— Task instructions —
Nothing belongs in the answer except the lines of the material that include "BitVector".

— Data supplied —
#[cfg(feature = "std")]
mod persist {
    use std::fs::File;
    use std::io::{BufReader, BufWriter, Read, Write};
    use std::path::{Path, PathBuf};

    use log::info;

    use super::{BrIndex, Side};
    use crate::error::{Error, Result};
    use crate::int_vector::IntVector;
    use crate::plcp::PermutedLcp;
    use crate::rle::RunLengthString;
    use crate::serialize::{read_usize, write_usize, Serialize};
    use crate::sparse::SparseBitArray;

    impl<B, S> Serialize for BrIndex<B, S>
    where
        B: SparseBitArray + Serialize,
        S: RunLengthString + Serialize,
    {
        fn serialize<W: Write>(&self, out: &mut W) -> std::io::Result<usize> {
            let mut written = write_usize(out, self.forward.terminator_position)?;
            written += write_usize(out, self.reverse.terminator_position)?;
            written += write_usize(out, self.last_sa_value)?;
            for &count in &self.f {
                written += write_usize(out, count)?;
            }
            written += self.forward.bwt.serialize(out)?;
            written += self.reverse.bwt.serialize(out)?;
            written += self.forward.samples_first.serialize(out)?;
            written += self.forward.samples_last.serialize(out)?;
            written += self.forward.inv_order.serialize(out)?;
            written += self.forward.inv_order_first.serialize(out)?;
            written += self.first.serialize(out)?;
            written += self.first_to_run.serialize(out)?;
            written += self.last.serialize(out)?;
            written += self.last_to_run.serialize(out)?;
            written += self.reverse.samples_first.serialize(out)?;
            written += self.reverse.samples_last.serialize(out)?;
            written += self.reverse.inv_order.serialize(out)?;
            written += self.reverse.inv_order_first.serialize(out)?;
            written += self.plcp.serialize(out)?;
            Ok(written)
        }

        fn load<R: Read>(input: &mut R) -> Result<Self> {
            let terminator_position = read_usize(input)?;
            let terminator_position_rev = read_usize(input)?;
            let last_sa_value = read_usize(input)?;
            let mut f = [0usize; 256];
            for count in f.iter_mut() {
                *count = read_usize(input)?;
            }
            let bwt = S::load(input)?;
            let bwt_rev = S::load(input)?;
            let samples_first = IntVector::load(input)?;
            let samples_last = IntVector::load(input)?;
            let inv_order = IntVector::load(input)?;
            let inv_order_first = IntVector::load(input)?;
            let first = B::load(input)?;
            let first_to_run = IntVector::load(input)?;
            let last = B::load(input)?;
            let last_to_run = IntVector::load(input)?;
            let samples_first_rev = IntVector::load(input)?;
            let samples_last_rev = IntVector::load(input)?;
            let inv_order_rev = IntVector::load(input)?;
            let inv_order_first_rev = IntVector::load(input)?;
            let plcp = PermutedLcp::load(input)?;

            let len = bwt.len();
            let runs = bwt.number_of_runs();
            let runs_rev = bwt_rev.number_of_runs();
            let consistent = len > 1
                && bwt_rev.len() == len
                && plcp.len() == len
                && terminator_position < len
                && terminator_position_rev < len
                && last_sa_value < len
                && [&samples_first, &samples_last, &inv_order, &inv_order_first, &first_to_run, &last_to_run]
                    .iter()
                    .all(|v| v.len() == runs)
                && [&samples_first_rev, &samples_last_rev, &inv_order_rev, &inv_order_first_rev]
                    .iter()
                    .all(|v| v.len() == runs_rev)
                && [&samples_first, &samples_last, &samples_first_rev, &samples_last_rev]
                    .iter()
                    .all(|v| v.iter().all(|x| x < len))
                && [&first_to_run, &last_to_run, &inv_order_rev, &inv_order_first_rev]
                    .iter()
                    .all(|v| v.iter().all(|k| k < runs))
                && [&inv_order, &inv_order_first]
                    .iter()
                    .all(|v| v.iter().all(|k| k < runs_rev))
                && first.universe() == len
                && first.count_ones() == runs
                && last.universe() == len
                && last.count_ones() == runs;
            if !consistent {
                return Err(Error::Corrupt("index components disagree"));
            }

            Ok(Self {
                f,
                forward: Side {
                    bwt,
                    terminator_position,
                    samples_first,
                    samples_last,
                    inv_order,
                    inv_order_first,
                },
                reverse: Side {
                    bwt: bwt_rev,
                    terminator_position: terminator_position_rev,
                    samples_first: samples_first_rev,
                    samples_last: samples_last_rev,
                    inv_order: inv_order_rev,
                    inv_order_first: inv_order_first_rev,
                },
                last_sa_value,
                first,
                first_to_run,
                last,
                last_to_run,
                plcp,
            })
        }
    }

    impl<B, S> BrIndex<B, S>
    where
        B: SparseBitArray + Serialize,
        S: RunLengthString + Serialize,
    {
        /// Saves the index to `{path_prefix}.bri`, returning the path written.
        pub fn save_to_file(&self, path_prefix: impl AsRef<Path>) -> Result<PathBuf> {
            let mut path = path_prefix.as_ref().as_os_str().to_owned();
            path.push(".bri");
            let path = PathBuf::from(path);

            let mut out = BufWriter::new(File::create(&path)?);
            let bytes = self.serialize(&mut out)?;
            out.flush()?;

            info!("saved index to {} ({} bytes)", path.display(), bytes);
            Ok(path)
        }

        /// Loads an index file written by [`BrIndex::save_to_file`].
        pub fn load_from_file(path: impl AsRef<Path>) -> Result<Self> {
            let path = path.as_ref();
            let mut input = BufReader::new(File::open(path)?);
            let index = Self::load(&mut input)?;

            info!(
                "loaded index from {}: n = {}, r = {}",
                path.display(),
                index.text_size(),
                index.forward.bwt.number_of_runs()
            );
            Ok(index)
        }
    }
}
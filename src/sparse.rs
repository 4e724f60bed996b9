//! Sparse bit arrays.
//!
//! A static set of positions over a universe `[0, u)`, answering rank,
//! select and predecessor queries. The index uses two of them to find the
//! nearest run boundary sample at or before a text position.
//!
//! # Elias-Fano
//!
//! For `m` set bits in a universe of size `u`, each position is split into
//! `L = floor(log2(u / m))` low bits, stored verbatim, and a high part stored
//! in unary in a bit vector of `m + u / 2^L + 1` bits. Space is about
//! `m (2 + log2(u / m))` bits.

extern crate alloc;
use alloc::vec::Vec;

use crate::bitvec::BitVector;
use crate::int_vector::{bit_len, IntVector};

/// Static set of positions with rank/select/predecessor support.
pub trait SparseBitArray: Sized {
    /// Builds from strictly increasing positions, all `< universe`.
    fn from_positions(positions: &[usize], universe: usize) -> Self;

    /// Builds from a boolean array; its length is the universe.
    fn from_bits(bits: &[bool]) -> Self {
        let positions: Vec<usize> = bits
            .iter()
            .enumerate()
            .filter_map(|(i, &b)| b.then_some(i))
            .collect();
        Self::from_positions(&positions, bits.len())
    }

    /// Size of the universe.
    fn universe(&self) -> usize;

    /// Number of set bits.
    fn count_ones(&self) -> usize;

    /// Number of set bits in `[0, i)`.
    fn rank(&self, i: usize) -> usize;

    /// Position of the `k`-th (0-based) set bit.
    fn select(&self, k: usize) -> Option<usize>;

    /// Heap footprint in bytes.
    fn size_bytes(&self) -> usize;

    /// Membership of position `i`.
    fn get(&self, i: usize) -> bool {
        assert!(i < self.universe(), "position {} outside universe {}", i, self.universe());
        self.rank(i + 1) > self.rank(i)
    }

    /// Nearest set bit at or before `i`.
    fn predecessor(&self, i: usize) -> Option<usize> {
        match self.rank(i.saturating_add(1)) {
            0 => None,
            r => self.select(r - 1),
        }
    }

    /// Rank of the nearest set bit at or before `i`, wrapping around to the
    /// last set bit when `i` precedes the first one.
    ///
    /// # Panics
    ///
    /// Panics if no bit is set.
    fn predecessor_rank_circular(&self, i: usize) -> usize {
        let ones = self.count_ones();
        assert!(ones > 0, "circular predecessor in an empty bit array");
        match self.rank(i.saturating_add(1)) {
            0 => ones - 1,
            r => r - 1,
        }
    }
}

/// Elias-Fano encoded sparse bit array.
#[derive(Clone, Debug, Default, PartialEq, Eq)]
pub struct EliasFano {
    /// Unary-coded high parts: one set bit per element, one zero per bucket.
    upper: BitVector,
    /// Low `low_bits` bits of every element.
    lower: IntVector,
    low_bits: usize,
    universe: usize,
    ones: usize,
}

impl EliasFano {
    #[inline]
    fn low_mask(&self) -> usize {
        (1usize << self.low_bits) - 1
    }
}

impl SparseBitArray for EliasFano {
    fn from_positions(positions: &[usize], universe: usize) -> Self {
        assert!(
            positions.windows(2).all(|w| w[0] < w[1]),
            "positions must be strictly increasing"
        );
        assert!(
            positions.last().map_or(true, |&p| p < universe),
            "position outside universe {}",
            universe
        );

        let ones = positions.len();
        let low_bits = if ones == 0 || universe <= ones {
            0
        } else {
            bit_len((universe / ones) as u64) - 1
        };
        let mask = (1usize << low_bits) - 1;

        let mut lower = IntVector::with_width(ones, low_bits);
        let mut upper = BitVector::new();
        let mut bucket = 0;
        for (i, &v) in positions.iter().enumerate() {
            let high = v >> low_bits;
            while bucket < high {
                upper.push(false);
                bucket += 1;
            }
            upper.push(true);
            lower.set(i, v & mask);
        }
        while bucket <= universe >> low_bits {
            upper.push(false);
            bucket += 1;
        }
        upper.build_index();

        Self {
            upper,
            lower,
            low_bits,
            universe,
            ones,
        }
    }

    #[inline]
    fn universe(&self) -> usize {
        self.universe
    }

    #[inline]
    fn count_ones(&self) -> usize {
        self.ones
    }

    fn rank(&self, i: usize) -> usize {
        if i >= self.universe {
            return self.ones;
        }

        let high = i >> self.low_bits;
        let start = if high == 0 {
            0
        } else {
            // Zero closing bucket `high - 1`.
            let Some(z) = self.upper.select0(high - 1) else {
                return self.ones;
            };
            z + 1
        };
        let end = self.upper.select0(high).unwrap_or(self.upper.len());

        // Bucket `high` holds elements `lo..hi`, sorted by their low bits.
        let low = i & self.low_mask();
        let (mut lo, mut hi) = (start - high, end - high);
        while lo < hi {
            let mid = lo + (hi - lo) / 2;
            if self.lower.get(mid) < low {
                lo = mid + 1;
            } else {
                hi = mid;
            }
        }
        lo
    }

    fn select(&self, k: usize) -> Option<usize> {
        if k >= self.ones {
            return None;
        }
        let high = self.upper.select1(k)? - k;
        Some((high << self.low_bits) | self.lower.get(k))
    }

    fn size_bytes(&self) -> usize {
        self.upper.size_bytes() + self.lower.size_bytes() + 3 * core::mem::size_of::<usize>()
    }
}

#[cfg(feature = "std")]
impl crate::serialize::Serialize for EliasFano {
    fn serialize<W: std::io::Write>(&self, out: &mut W) -> std::io::Result<usize> {
        use crate::serialize::write_usize;

        let mut written = write_usize(out, self.universe)?;
        written += write_usize(out, self.ones)?;
        written += write_usize(out, self.low_bits)?;
        written += self.upper.serialize(out)?;
        written += self.lower.serialize(out)?;
        Ok(written)
    }

    fn load<R: std::io::Read>(input: &mut R) -> crate::error::Result<Self> {
        use crate::error::Error;
        use crate::serialize::read_usize;

        let universe = read_usize(input)?;
        let ones = read_usize(input)?;
        let low_bits = read_usize(input)?;
        let upper = BitVector::load(input)?;
        let lower = IntVector::load(input)?;

        if low_bits >= usize::BITS as usize
            || lower.len() != ones
            || lower.width() != low_bits
            || upper.count_ones() != ones
        {
            return Err(Error::Corrupt("inconsistent Elias-Fano header"));
        }
        Ok(Self {
            upper,
            lower,
            low_bits,
            universe,
            ones,
        })
    }
}
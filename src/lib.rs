//! # br-index
//!
//! **Bidirectional r-index: run-length BWT self-index**
//!
//! > Space proportional to the number of BWT runs `r`, not to the text length.
//!
//! ## Architecture
//!
//! - **Run-length BWT** of the text and of its reverse ([`RleString`]): run heads
//!   in a wavelet matrix, run boundaries in Elias-Fano arrays
//! - **Run samples**: suffix-array values at every run boundary, nothing else
//! - **phi / phi_inv**: neighbouring suffix-array values from the samples
//! - **Cursor**: grows a pattern on either end and keeps one occurrence of it
//!   up to date, so locate needs no sampled suffix array
//!
//! ## Performance
//!
//! | Operation | Time | Space |
//! |-----------|------|-------|
//! | Build | O(N log^2 N) | O(N) scratch |
//! | Extension (left or right) | **O(sigma)** rank queries | O(1) |
//! | Count | **O(1)** after extension | O(1) |
//! | Locate | O(occ) predecessor queries | O(occ) |
//!
//! ## Example
//!
//! ```
//! use br_index::BrIndex;
//!
//! let index: BrIndex = BrIndex::build(b"AAAATGCCGCCGCCATAAA").unwrap();
//!
//! // Grow "GCC" from its middle.
//! let mut search = index.search();
//! search.left_extension(b'C');
//! search.right_extension(b'C');
//! search.left_extension(b'G');
//!
//! assert_eq!(search.count(), 3);
//! let mut positions = search.locate();
//! positions.sort();
//! assert_eq!(positions, vec![5, 8, 11]);
//!
//! // One-shot queries.
//! assert_eq!(index.count_pattern(b"CC"), 3);
//! assert!(!index.contains(b"GG"));
//! ```

#![cfg_attr(not(feature = "std"), no_std)]

extern crate alloc;

pub mod bitvec;
pub mod bwt;
pub mod error;
pub mod index;
pub mod int_vector;
pub mod plcp;
pub mod rle;
pub mod search;
#[cfg(feature = "std")]
pub mod serialize;
pub mod sparse;
pub mod wavelet;

pub use error::{Error, Result};
pub use index::{BrIndex, Direction, SpaceBreakdown};
pub use rle::{RleString, RunLengthString};
pub use search::{Cursor, LocateIter, Search};
#[cfg(feature = "std")]
pub use serialize::Serialize;
pub use sparse::{EliasFano, SparseBitArray};

/// Version
pub const VERSION: &str = env!("CARGO_PKG_VERSION");

#[cfg(test)]
mod tests {
    use super::*;

    #[test]
    fn test_basic_search() {
        let index: BrIndex = BrIndex::build(b"abracadabra").unwrap();

        assert_eq!(index.count_pattern(b"abra"), 2);
        assert_eq!(index.count_pattern(b"bra"), 2);
        assert_eq!(index.count_pattern(b"a"), 5);
        assert_eq!(index.count_pattern(b"xyz"), 0);
    }

    #[test]
    fn test_locate() {
        let index: BrIndex = BrIndex::build(b"abracadabra").unwrap();

        let mut positions = index.locate_pattern(b"abra");
        positions.sort();
        assert_eq!(positions, vec![0, 7]);
    }

    #[test]
    fn test_empty_pattern() {
        let text = b"hello";
        let index: BrIndex = BrIndex::build(text).unwrap();

        // Empty pattern matches everything
        assert_eq!(index.count_pattern(b""), text.len() + 1);
    }

    #[test]
    fn test_full_text_match() {
        let text = b"exactmatch";
        let index: BrIndex = BrIndex::build(text).unwrap();

        assert_eq!(index.count_pattern(text), 1);
        assert_eq!(index.locate_pattern(text), vec![0]);
    }

    #[test]
    fn test_index_is_shareable() {
        fn assert_sync<T: Sync + Send>() {}
        assert_sync::<BrIndex>();
    }
}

— Finished task —
use crate::bitvec::BitVector;
    upper: BitVector,
        let mut upper = BitVector::new();
        let upper = BitVector::load(input)?;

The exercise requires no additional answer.